# Required work
Look for the string "meth" in the listing below and copy every line in which it appears.

# Input
=== Begin Enclosure ===
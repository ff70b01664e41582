use serde::de::DeserializeOwned;
use std::fs;
use std::path::{Path, PathBuf};

/// Read a project document from disk. `.yaml` / `.yml` files are parsed as
/// YAML, everything else as JSON.
pub fn read_document<T: DeserializeOwned>(path: &str) -> Result<T, Box<dyn std::error::Error>> {
    let canonical = resolve_path(path)?;
    let contents = fs::read_to_string(&canonical)
        .map_err(|e| format!("Failed to read '{}': {}", canonical.display(), e))?;

    let is_yaml = canonical
        .extension()
        .and_then(|ext| ext.to_str())
        .is_some_and(|ext| ext.eq_ignore_ascii_case("yaml") || ext.eq_ignore_ascii_case("yml"));

    let value = if is_yaml {
        serde_yaml::from_str(&contents)
            .map_err(|e| format!("Failed to parse '{}': {}", canonical.display(), e))?
    } else {
        serde_json::from_str(&contents)
            .map_err(|e| format!("Failed to parse '{}': {}", canonical.display(), e))?
    };
    Ok(value)
}

/// Write a string to `path`, creating parent directories as needed.
pub fn write_text(path: &str, contents: &str) -> Result<(), Box<dyn std::error::Error>> {
    let target = Path::new(path);
    if let Some(parent) = target.parent().filter(|p| !p.as_os_str().is_empty()) {
        fs::create_dir_all(parent)
            .map_err(|e| format!("Failed to create '{}': {}", parent.display(), e))?;
    }
    fs::write(target, contents)
        .map_err(|e| format!("Failed to write '{}': {}", target.display(), e))?;
    Ok(())
}

/// Resolve and validate the path.
fn resolve_path(path: &str) -> Result<PathBuf, Box<dyn std::error::Error>> {
    let p = Path::new(path);
    let canonical = if p.is_absolute() {
        p.to_path_buf()
    } else {
        std::env::current_dir()?.join(p)
    };

    if !canonical.exists() {
        return Err(format!("File not found: {}", canonical.display()).into());
    }

    if !canonical.is_file() {
        return Err(format!("Not a file: {}", canonical.display()).into());
    }

    Ok(canonical)
}
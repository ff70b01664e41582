use serde_json::Value;
use tabled::{builder::Builder, Table};

use valeri_core::projection::ScenarioResult;
use valeri_core::scenarios::ProjectAnalysis;
use valeri_core::{Currency, ScenarioCase};

use crate::format;
use crate::output::{classify, ResultShape};

/// Format output as tables using the tabled crate.
pub fn print_table(value: &Value) {
    match value {
        Value::Object(map) => {
            if let Some(result) = map.get("result") {
                match classify(result) {
                    ResultShape::Analysis(analysis) => print_analysis(&analysis),
                    ResultShape::Schedule(schedule) => {
                        print_schedule_summary(&schedule);
                        print_cash_flows(&schedule);
                    }
                    ResultShape::Other => print_flat_object(result),
                }
                print_envelope_notes(map);
            } else {
                print_flat_object(value);
            }
        }
        _ => {
            println!("{value}");
        }
    }
}

/// Scenario summary followed by the likely case's schedule.
fn print_analysis(analysis: &ProjectAnalysis) {
    let currency = analysis.inputs.currency;
    let mut builder = Builder::default();
    builder.push_record(["Scenario", "WACC", "NPV", "Payback"]);
    for (case, result) in analysis.cases.iter() {
        builder.push_record([
            case.name().to_string(),
            format::percent(result.discount_rate),
            format::currency_whole(result.net_present_value, currency),
            format::payback(result.payback_period_years, result.lifetime()),
        ]);
    }
    println!("{}", Table::from(builder));

    println!("\nCash flows ({} case):", ScenarioCase::Likely);
    print_cash_flows(analysis.case(ScenarioCase::Likely));
}

fn print_schedule_summary(result: &ScenarioResult) {
    let mut builder = Builder::default();
    builder.push_record(["Field", "Value"]);
    builder.push_record(["Discount rate".to_string(), format::percent(result.discount_rate)]);
    builder.push_record([
        "NPV".to_string(),
        format::currency_whole(result.net_present_value, Currency::default()),
    ]);
    builder.push_record([
        "Payback".to_string(),
        format::payback(result.payback_period_years, result.lifetime()),
    ]);
    println!("{}", Table::from(builder));
}

fn print_cash_flows(result: &ScenarioResult) {
    let mut builder = Builder::default();
    builder.push_record(["Year", "Energy Price", "Cash Flow", "Discounted", "Cumulative"]);
    for row in &result.cash_flows {
        builder.push_record([
            row.year.to_string(),
            format::fixed(row.price, 4),
            format::fixed(row.nominal, 2),
            format::fixed(row.discounted, 2),
            format::fixed(row.cumulative, 2),
        ]);
    }
    println!("{}", Table::from(builder));
}

fn print_envelope_notes(envelope: &serde_json::Map<String, Value>) {
    if let Some(Value::Array(warnings)) = envelope.get("warnings") {
        if !warnings.is_empty() {
            println!("\nWarnings:");
            for w in warnings {
                if let Value::String(s) = w {
                    println!("  - {s}");
                }
            }
        }
    }

    if let Some(Value::String(meth)) = envelope.get("methodology") {
        println!("\nMethodology: {meth}");
    }
}

fn print_flat_object(value: &Value) {
    if let Value::Object(map) = value {
        let mut builder = Builder::default();
        builder.push_record(["Field", "Value"]);
        for (key, val) in map {
            builder.push_record([key.as_str(), &format_value(val)]);
        }
        println!("{}", Table::from(builder));
    } else {
        println!("{}", format_value(value));
    }
}

fn format_value(value: &Value) -> String {
    match value {
        Value::String(s) => s.clone(),
        Value::Number(n) => n.to_string(),
        Value::Bool(b) => b.to_string(),
        Value::Null => "null".to_string(),
        Value::Array(arr) => {
            let items: Vec<String> = arr.iter().map(format_value).collect();
            items.join(", ")
        }
        Value::Object(_) => serde_json::to_string(value).unwrap_or_default(),
    }
}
=== End Enclosure ===
# Output of the exercise
    if let Some(Value::String(meth)) = envelope.get("methodology") {
        println!("\nMethodology: {meth}");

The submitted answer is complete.